Using the $2 of yarn we bought for the ornaments, I made this cute monster hand puppet for Atlas (to be played with an adult who fits the puppet of course!). I was originally trying to follow these directions to make Mr. Ribbet, but realized I didn’t have enough green yarn on hand and thought maybe I’d make a bear. Then Glen recommended adding goofy ears and hair to make it a happy monster. I think such creations are actually popular, so my experiment might be a hit among young friends? Anyway, if you want to try it for yourself, follow the directions above and use your own combination of stitches to make the ears (I used sc, dec, inc sc, and probably a couple others to make mine). I used a back stitch to go around the eyes and make the mouth, and made a pom pom for the hair, tied into the inside of the puppet. Althogether I spent about three evenings on this project.
Today I made the older two a “geoboard”. Otherwise known as a scrap piece of wood with screws in to hold elastics in interesting patterns. My mom made one for me and my sibs and for some reason the idea stuck with me so I’ve been meaning to get around to it for a while. I was going to use nails but couldn’t find the right sized ones kicking around so I used screws, a piece of scrapwood meant for the fire which I sanded down, and paint that I think we bought for the bathroom but have yet to use yet. I make this sound so artistic don’t I? lol. It worked out quite well I think, but if you have a choice I’d use a wider board so you can make a larger square. This one is roughly 10″ by 4.5″.
These last two pictures are for a project still in the works. I’m making a bean bag toss game, fondly referred to as “potty” by my family. I made six bean bags, starting with a cloth size of 5″ by 7″ for each one. I used the same pattern I did for my cloth napkins, which I of course can’t find the directions to right now. Essentially you put the right sides of the cloth together, sew almost all the way around, turn it right side out, fill it part way with rice or other material, tuck in the hem around the hole, then stitch a second seam about 1/2″ from the edge all the way around to close it in. Be careful not to add too much stuffing or it will be difficult to sew the final hem. The end result looks something like this…

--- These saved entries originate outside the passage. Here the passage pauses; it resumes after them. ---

/// Parses an integer literal the way `int(text, base)` does: surrounding
/// whitespace, a sign, a `0x`/`0o`/`0b` prefix matching the base, and
/// underscores between digits are accepted. Base 0 infers the base from
/// the prefix.
fn parse_int(text: &str, base: u32) -> Result<Value, EvalError> {
    let invalid = || {
        EvalError::ValueError(format!(
            "invalid literal for int() with base {}: {}",
            base,
            Value::from(text).repr()
        ))
    };

    let trimmed = text.trim();
    let (negative, unsigned) = match trimmed.strip_prefix('-') {
        Some(rest) => (true, rest),
        None => (false, trimmed.strip_prefix('+').unwrap_or(trimmed)),
    };

    let lower = unsigned.to_ascii_lowercase();
    let prefixed = |p: &str, b: u32| (base == 0 || base == b) && lower.starts_with(p);
    let (radix, digits) = if prefixed("0x", 16) {
        (16, prefix_body(&unsigned[2..]))
    } else if prefixed("0o", 8) {
        (8, prefix_body(&unsigned[2..]))
    } else if prefixed("0b", 2) {
        (2, prefix_body(&unsigned[2..]))
    } else if base == 0 {
        // Decimal literals may not carry leading zeros
        if unsigned.len() > 1
            && unsigned.starts_with('0')
            && unsigned.chars().any(|c| c != '0' && c != '_')
        {
            return Err(invalid());
        }
        (10, unsigned)
    } else {
        (base, unsigned)
    };
    let cleaned = strip_digit_separators(digits, radix).ok_or_else(invalid)?;
    if cleaned.is_empty() || !cleaned.chars().all(|c| c.is_digit(radix)) {
        return Err(invalid());
    }

    let magnitude = parse_big_integer(&cleaned, radix).ok_or_else(int_overflow)?;
    Ok(Value::from_bigint(if negative { -magnitude } else { magnitude }))
}

/// Digits after a base prefix may open with one separator (`0x_ff`).
fn prefix_body(digits: &str) -> &str {
    digits.strip_prefix('_').unwrap_or(digits)
}

fn float(args: &[Value]) -> Result<Value, EvalError> {
    let Some(value) = args.first() else {
        return Ok(Value::Float(0.0));
    };
    match value {
        Value::Float(x) => Ok(Value::Float(*x)),
        Value::BigInt(n) => bigint_to_float(n).map(Value::Float),
        Value::Integer(_) | Value::Boolean(_) | Value::Decimal(_) => value
            .as_float()
            .map(Value::Float)
            .ok_or_else(|| EvalError::Overflow("decimal too large to convert to float".to_string())),
        Value::String(s) => parse_float(s).map(Value::Float),
        other => Err(EvalError::TypeError(format!(
            "float() argument must be a string or a real number, not {}",
            other.type_name()
        ))),
    }
}

fn parse_float(text: &str) -> Result<f64, EvalError> {
    let invalid = || {
        EvalError::ValueError(format!(
            "could not convert string to float: {}",
            Value::from(text).repr()
        ))
    };

    let trimmed = text.trim();
    let unsigned = trimmed.trim_start_matches(['+', '-']);
    if trimmed.len() - unsigned.len() > 1 {
        return Err(invalid());
    }
    let negative = trimmed.starts_with('-');
    let special = match unsigned.to_ascii_lowercase().as_str() {
        "inf" | "infinity" => Some(f64::INFINITY),
        "nan" => Some(f64::NAN),
        _ => None,
    };
    if let Some(value) = special {
        return Ok(if negative { -value } else { value });
    }

    if !unsigned.starts_with(|c: char| c.is_ascii_digit() || c == '.') {
        return Err(invalid());
    }
    let cleaned = strip_digit_separators(trimmed, 10).ok_or_else(invalid)?;
    cleaned.parse::<f64>().map_err(|_| invalid())
}

fn str(args: &[Value]) -> Result<Value, EvalError> {
    Ok(Value::String(
        args.first().map(Value::to_string).unwrap_or_default(),
    ))
}

fn decimal(args: &[Value]) -> Result<Value, EvalError> {
    let Some(value) = args.first() else {
        return Ok(Value::Decimal(Decimal::ZERO));
    };
    match value {
        Value::Decimal(d) => Ok(Value::Decimal(*d)),
        Value::Integer(_) | Value::Boolean(_) | Value::BigInt(_) => value
            .as_bigint()
            .map_or(Ok(Decimal::ZERO), |n| bigint_to_decimal(&n))
            .map(Value::Decimal),
        Value::Float(x) if x.is_finite() => decimal_from_float(*x).map(Value::Decimal),
        Value::Float(_) => Err(EvalError::ValueError(format!(
            "cannot convert {} to decimal",
            value
        ))),
        Value::String(s) => parse_decimal(s).map(Value::Decimal),
        other => Err(EvalError::TypeError(format!(
            "conversion from {} to Decimal is not supported",
            other.type_name()
        ))),
    }
}

fn parse_decimal(text: &str) -> Result<Decimal, EvalError> {
    let invalid = || {
        EvalError::ValueError(format!(
            "invalid literal for Decimal: {}",
            Value::from(text).repr()
        ))
    };

    let cleaned = strip_digit_separators(text.trim(), 10).ok_or_else(invalid)?;
    if cleaned.contains(['e', 'E']) {
        Decimal::from_scientific(&cleaned).map_err(|_| invalid())
    } else {
        Decimal::from_str(&cleaned).map_err(|_| invalid())
    }
}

The remaining work is the target. My poor hubby fractured or at least bruised a rib at work and hasn’t been able to do much after coming home each day, so he hasn’t been able to make the target yet. We’re not following directions on this, and I know there are many designs out there for bean bag targets. Our idea is to take two small (2′ x 3′ ?) pieces of plywood, cut a hole in the center of one, sand them out, paint them, and attach them together with a hinge or something at the top so that it folds up.
I’m also working on a cloth road map, which is still in the rough beginning stages, but I began with these directions, and I’m using materials I already have to make it. I’m pleased with how it’s looking right now, but it’s certainly not picture worthy at this point. Nemo and Daphney both enjoy making roads for their cars and I think this will be fun to roll out on the floor.
Ideas we’ve put on paper but have yet to start include: a bird house to be assembled by Nemo, and hobby horses. I’d also like to come up with something just for Daphney.
I’m having so much fun and I’m so glad I’m getting this head start. What ideas are you working on for gifts?